Migraines are nightmarish at best. The pounding pain that lasts for hours, or even days, can occur weekly and cause symptoms like light sensitivity, nausea, or stomachaches. It seems like there is nothing good about it at all, but a study published on Jama Neurology involving more than 74000 French women has shown a surprising result – people who suffer from migraines have a significantly lower risk of type two diabetes.
Women get the worst headaches
Through a survey done on women born between 1925 to 1950, it was found that women with migraines had a 30 per cent lower risk of type two diabetes. The study showed that migraines seemed to decline before type two diabetes was on its incline.
This WebMD article states that according to the researchers, migraines affect almost 18 per cent of people and young, premenopausal women get the most severe headaches. A team led by Guy Fagherazzi of the National Institute of Health and Medical Research in Villejuif in France were surprised because migraines have been linked to insulin resistance.

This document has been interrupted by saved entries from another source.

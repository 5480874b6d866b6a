use std::time::Duration;

/// Deterministic frame metadata.
///
/// Animation state advances in whole frames; the wall clock only decides
/// *when* a frame runs, never what it computes.
#[derive(Debug, Copy, Clone, PartialEq)]
pub struct Frame {
    /// 0-based frame index.
    pub index: u64,
    /// Fixed delta time (seconds).
    pub dt_s: f64,
}

impl Frame {
    pub fn new(index: u64, dt_s: f64) -> Self {
        Self { index, dt_s }
    }

    pub fn next(self) -> Self {
        Self::new(self.index + 1, self.dt_s)
    }
}

/// Hands out consecutive frames at a fixed rate.
#[derive(Debug, Clone)]
pub struct FrameClock {
    rate_hz: f64,
    next: Frame,
}

impl FrameClock {
    /// Non-finite or non-positive rates fall back to 60 Hz.
    pub fn new(rate_hz: f64) -> Self {
        let rate_hz = if rate_hz.is_finite() && rate_hz > 0.0 {
            rate_hz
        } else {
            60.0
        };
        Self {
            rate_hz,
            next: Frame::new(0, 1.0 / rate_hz),
        }
    }

    pub fn rate_hz(&self) -> f64 {
        self.rate_hz
    }

    pub fn interval(&self) -> Duration {
        Duration::from_secs_f64(1.0 / self.rate_hz)
    }

    /// Returns the current frame and advances.
    pub fn tick(&mut self) -> Frame {
        let f = self.next;
        self.next = f.next();
        f
    }
}
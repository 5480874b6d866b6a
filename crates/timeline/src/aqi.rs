use crate::model::AqiCategory;

/// EPA PM2.5 breakpoints: (concentration low, high, AQI low, high).
const PM25_BREAKPOINTS: [(f64, f64, u32, u32); 6] = [
    (0.0, 12.0, 0, 50),
    (12.1, 35.4, 51, 100),
    (35.5, 55.4, 101, 150),
    (55.5, 150.4, 151, 200),
    (150.5, 250.4, 201, 300),
    (250.5, 500.4, 301, 500),
];

/// AQI for a 24h PM2.5 concentration in µg/m³.
///
/// Values falling in the 0.1-wide gaps between bands are assigned to the upper
/// band; anything above the table saturates at 500.
pub fn aqi_from_pm25(pm25: f64) -> u32 {
    if !pm25.is_finite() || pm25 <= 0.0 {
        return 0;
    }
    for (c_lo, c_hi, i_lo, i_hi) in PM25_BREAKPOINTS {
        if pm25 <= c_hi {
            let c = pm25.max(c_lo);
            let slope = f64::from(i_hi - i_lo) / (c_hi - c_lo);
            return (slope * (c - c_lo) + f64::from(i_lo)).round() as u32;
        }
    }
    500
}

impl AqiCategory {
    pub fn from_aqi(aqi: u32) -> Self {
        match aqi {
            0..=50 => Self::Good,
            51..=100 => Self::Moderate,
            101..=150 => Self::UnhealthySensitive,
            151..=200 => Self::Unhealthy,
            201..=300 => Self::VeryUnhealthy,
            _ => Self::Hazardous,
        }
    }

    /// Accepts display names ("Unhealthy for Sensitive Groups"), variant
    /// names and kebab/snake spellings, ignoring case.
    pub fn from_label(label: &str) -> Self {
        let key: String = label
            .chars()
            .filter(|c| c.is_ascii_alphanumeric())
            .map(|c| c.to_ascii_lowercase())
            .collect();
        match key.as_str() {
            "good" => Self::Good,
            "moderate" => Self::Moderate,
            "unhealthyforsensitivegroups" | "unhealthysensitive" | "usg" => {
                Self::UnhealthySensitive
            }
            "unhealthy" => Self::Unhealthy,
            "veryunhealthy" => Self::VeryUnhealthy,
            "hazardous" => Self::Hazardous,
            _ => Self::Unknown,
        }
    }

    pub fn label(self) -> &'static str {
        match self {
            Self::Good => "Good",
            Self::Moderate => "Moderate",
            Self::UnhealthySensitive => "Unhealthy for Sensitive Groups",
            Self::Unhealthy => "Unhealthy",
            Self::VeryUnhealthy => "Very Unhealthy",
            Self::Hazardous => "Hazardous",
            Self::Unknown => "no data",
        }
    }

    /// Marker colour used on the map overlay.
    pub fn color_hex(self) -> &'static str {
        match self {
            Self::Good => "#10b981",
            Self::Moderate => "#eab308",
            Self::UnhealthySensitive => "#f97316",
            Self::Unhealthy => "#ef4444",
            Self::VeryUnhealthy => "#a855f7",
            Self::Hazardous => "#7f1d1d",
            Self::Unknown => "#6b7280",
        }
    }
}
use foundation::geo::LatLng;
use serde::Deserialize;
use tracing::{debug, warn};

use crate::place::{BoxFuture, GeocodeError, Geocoder, Place};

pub const DEFAULT_URL: &str = "https://nominatim.openstreetmap.org";

/// Raw Nominatim `format=json` entry; coordinates arrive as strings.
#[derive(Debug, Deserialize)]
struct NominatimHit {
    display_name: String,
    lat: String,
    lon: String,
    #[serde(rename = "type", default)]
    kind: String,
}

impl NominatimHit {
    fn into_place(self) -> Option<Place> {
        let lat = self.lat.trim().parse().ok()?;
        let lng = self.lon.trim().parse().ok()?;
        Some(Place {
            display_name: self.display_name,
            coord: LatLng::checked(lat, lng)?,
            kind: self.kind,
        })
    }
}

/// Parses a Nominatim search response, skipping hits with unusable
/// coordinates. Order is preserved (Nominatim ranks by relevance).
pub fn parse_response(body: &str) -> Result<Vec<Place>, GeocodeError> {
    let hits: Vec<NominatimHit> =
        serde_json::from_str(body).map_err(|e| GeocodeError::Decode(e.to_string()))?;
    let total = hits.len();
    let places: Vec<Place> = hits.into_iter().filter_map(NominatimHit::into_place).collect();
    if places.len() < total {
        warn!(skipped = total - places.len(), "dropped geocoder hits without valid coordinates");
    }
    Ok(places)
}

pub struct NominatimClient {
    base_url: String,
    limit: usize,
    language: String,
    client: reqwest::Client,
}

impl NominatimClient {
    pub fn new(base_url: impl Into<String>) -> Result<Self, GeocodeError> {
        let client = reqwest::Client::builder()
            .user_agent(concat!("airwatch/", env!("CARGO_PKG_VERSION")))
            .build()?;
        Ok(Self {
            base_url: base_url.into().trim_end_matches('/').to_string(),
            limit: 10,
            language: "en".to_string(),
            client,
        })
    }

    pub fn with_limit(mut self, limit: usize) -> Self {
        self.limit = limit.max(1);
        self
    }

    pub fn with_language(mut self, language: impl Into<String>) -> Self {
        self.language = language.into();
        self
    }

    fn search_url(&self) -> String {
        format!("{}/search", self.base_url)
    }
}

impl Geocoder for NominatimClient {
    fn search<'a>(&'a self, query: &'a str) -> BoxFuture<'a, Result<Vec<Place>, GeocodeError>> {
        Box::pin(async move {
            let limit = self.limit.to_string();
            debug!(query, "geocoding");
            let resp = self
                .client
                .get(self.search_url())
                .query(&[
                    ("q", query),
                    ("format", "json"),
                    ("addressdetails", "1"),
                    ("limit", limit.as_str()),
                ])
                .header(reqwest::header::ACCEPT_LANGUAGE, self.language.as_str())
                .send()
                .await?;

            if !resp.status().is_success() {
                return Err(GeocodeError::Status(resp.status().as_u16()));
            }
            let body = resp.text().await?;
            parse_response(&body)
        })
    }
}
use std::collections::HashMap;
use std::sync::{Arc, Weak};

use parking_lot::Mutex;

use crate::protocol::{ChannelMessage, Topic};

pub type Handler = Arc<dyn Fn(&ChannelMessage) + Send + Sync>;

#[derive(Debug, Copy, Clone, PartialEq, Eq, Hash)]
pub struct HandlerId(u64);

struct Entry {
    id: HandlerId,
    handler: Handler,
}

/// Per-topic handler sets.
///
/// Registering the same `Arc` twice under one topic yields a single
/// registration, delivered once per message. Every handle to it refers to
/// that one registration, so the first release removes it and later ones
/// are no-ops.
#[derive(Default)]
pub struct HandlerRegistry {
    next_id: u64,
    topics: HashMap<Topic, Vec<Entry>>,
}

impl HandlerRegistry {
    pub fn new() -> Self {
        Self::default()
    }

    pub fn add(&mut self, topic: Topic, handler: Handler) -> HandlerId {
        let entries = self.topics.entry(topic).or_default();
        if let Some(existing) = entries
            .iter()
            .find(|e| std::ptr::addr_eq(Arc::as_ptr(&e.handler), Arc::as_ptr(&handler)))
        {
            return existing.id;
        }
        let id = HandlerId(self.next_id);
        self.next_id += 1;
        entries.push(Entry { id, handler });
        id
    }

    /// Removes registration `id`; returns false when it was already gone.
    pub fn release(&mut self, topic: Topic, id: HandlerId) -> bool {
        let Some(entries) = self.topics.get_mut(&topic) else {
            return false;
        };
        let Some(pos) = entries.iter().position(|e| e.id == id) else {
            return false;
        };
        entries.remove(pos);
        if entries.is_empty() {
            self.topics.remove(&topic);
        }
        true
    }

    /// Handlers for `topic` followed by the wildcard handlers, cloned so the
    /// caller can invoke them without holding the registry.
    pub fn snapshot(&self, topic: Topic) -> Vec<Handler> {
        let specific = self.topics.get(&topic).into_iter().flatten();
        let wildcard = match topic {
            Topic::All => None,
            _ => self.topics.get(&Topic::All),
        };
        specific
            .chain(wildcard.into_iter().flatten())
            .map(|e| e.handler.clone())
            .collect()
    }

    pub fn len(&self) -> usize {
        self.topics.values().map(Vec::len).sum()
    }

    pub fn is_empty(&self) -> bool {
        self.topics.is_empty()
    }

    pub fn clear(&mut self) {
        self.topics.clear();
    }
}

/// Handle to one handler registration.
///
/// Dropping the handle unsubscribes; call [`Subscription::detach`] to keep the
/// handler registered for as long as the channel lives.
#[must_use = "dropping a Subscription unsubscribes its handler"]
pub struct Subscription {
    registry: Weak<Mutex<HandlerRegistry>>,
    topic: Topic,
    id: HandlerId,
    active: bool,
}

impl Subscription {
    pub(crate) fn new(registry: &Arc<Mutex<HandlerRegistry>>, topic: Topic, id: HandlerId) -> Self {
        Self {
            registry: Arc::downgrade(registry),
            topic,
            id,
            active: true,
        }
    }

    pub fn topic(&self) -> Topic {
        self.topic
    }

    pub fn unsubscribe(mut self) {
        self.release();
    }

    pub fn detach(mut self) {
        self.active = false;
    }

    fn release(&mut self) {
        if !std::mem::replace(&mut self.active, false) {
            return;
        }
        if let Some(registry) = self.registry.upgrade() {
            registry.lock().release(self.topic, self.id);
        }
    }
}

impl Drop for Subscription {
    fn drop(&mut self) {
        self.release();
    }
}

#[cfg(test)]
mod tests {
    use super::*;
    use serde_json::json;
    use std::sync::atomic::{AtomicUsize, Ordering};

    fn counting() -> (Handler, Arc<AtomicUsize>) {
        let hits = Arc::new(AtomicUsize::new(0));
        let counter = hits.clone();
        let handler: Handler = Arc::new(move |_: &ChannelMessage| {
            counter.fetch_add(1, Ordering::SeqCst);
        });
        (handler, hits)
    }

    fn deliver(reg: &HandlerRegistry, msg: &ChannelMessage) {
        for h in reg.snapshot(msg.topic()) {
            h(msg);
        }
    }

    #[test]
    fn same_handler_twice_is_delivered_once() {
        let mut reg = HandlerRegistry::new();
        let (h, hits) = counting();
        let a = reg.add(Topic::WeatherUpdate, h.clone());
        let b = reg.add(Topic::WeatherUpdate, h);
        assert_eq!(a, b);
        assert_eq!(reg.len(), 1);

        deliver(&reg, &ChannelMessage::WeatherUpdate(json!({})));
        assert_eq!(hits.load(Ordering::SeqCst), 1);
    }

    #[test]
    fn wildcard_sees_every_topic() {
        let mut reg = HandlerRegistry::new();
        let (all, all_hits) = counting();
        let (air, air_hits) = counting();
        reg.add(Topic::All, all);
        reg.add(Topic::AirQualityUpdate, air);

        deliver(&reg, &ChannelMessage::AirQualityUpdate(json!({})));
        deliver(&reg, &ChannelMessage::WeatherUpdate(json!({})));
        assert_eq!(air_hits.load(Ordering::SeqCst), 1);
        assert_eq!(all_hits.load(Ordering::SeqCst), 2);
    }

    #[test]
    fn first_release_removes_shared_registration() {
        let mut reg = HandlerRegistry::new();
        let (h, hits) = counting();
        let id = reg.add(Topic::Alert, h.clone());
        assert_eq!(reg.add(Topic::Alert, h.clone()), id);

        assert!(reg.release(Topic::Alert, id));
        assert!(reg.is_empty());
        assert!(!reg.release(Topic::Alert, id));

        deliver(&reg, &ChannelMessage::Alert(serde_json::from_value(json!({
            "severity": "low",
            "message": "gone"
        })).unwrap()));
        assert_eq!(hits.load(Ordering::SeqCst), 0);

        let again = reg.add(Topic::Alert, h);
        assert_ne!(again, id);
        assert_eq!(reg.len(), 1);
    }

    #[test]
    fn stale_handle_does_not_remove_a_newer_registration() {
        let reg = Arc::new(Mutex::new(HandlerRegistry::new()));
        let (h, _) = counting();
        let id = reg.lock().add(Topic::Alert, h.clone());
        let first = Subscription::new(&reg, Topic::Alert, id);
        let second = Subscription::new(&reg, Topic::Alert, reg.lock().add(Topic::Alert, h.clone()));

        first.unsubscribe();
        assert!(reg.lock().is_empty());

        let id = reg.lock().add(Topic::Alert, h);
        let _third = Subscription::new(&reg, Topic::Alert, id);
        drop(second);
        assert_eq!(reg.lock().len(), 1);
    }

    #[test]
    fn dropping_subscription_unsubscribes() {
        let reg = Arc::new(Mutex::new(HandlerRegistry::new()));
        let (h, _) = counting();
        let (other, _) = counting();
        let id = reg.lock().add(Topic::Alert, h);
        let sub = Subscription::new(&reg, Topic::Alert, id);
        let keep = reg.lock().add(Topic::Alert, other);
        Subscription::new(&reg, Topic::Alert, keep).detach();

        drop(sub);
        assert_eq!(reg.lock().len(), 1);
    }

    #[test]
    fn subscription_outliving_registry_is_harmless() {
        let reg = Arc::new(Mutex::new(HandlerRegistry::new()));
        let (h, _) = counting();
        let id = reg.lock().add(Topic::Alert, h);
        let sub = Subscription::new(&reg, Topic::Alert, id);
        drop(reg);
        sub.unsubscribe();
    }
}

(Also read: 9 Shocking Facts and Statistics About Diabetes)
How migraines affect your diet
Dr. Noah Rosen from the Northwell Health Headache Center in Great Neck told WebMD that “People with migraines often have an interesting relationship with food, some find certain foods a trigger.” Since healthy foods are usually better for preventing headaches, their diabetes risk is also lower.
One-third of people who suffer from migraines find that alcohol triggers pain. Though its exact relationship with migraines is still unknown, it could be due to the chemical histamine that spurs the immune system to produce more, causing inflammation in your body. When the headache-prone cuts down on alcohol, it naturally leads to a lower risk of diabetes.
Why migraines make you live a healthier lifestyle
Other factors that can cause migraines are stress, caffeine, exhaustion, skipping meals, and irregular sleep. Therefore, someone with migraines is more likely to manage their stress better and take care of their daily routine to regulate their body. These habits contribute to living healthy and lower diabetes risk overall.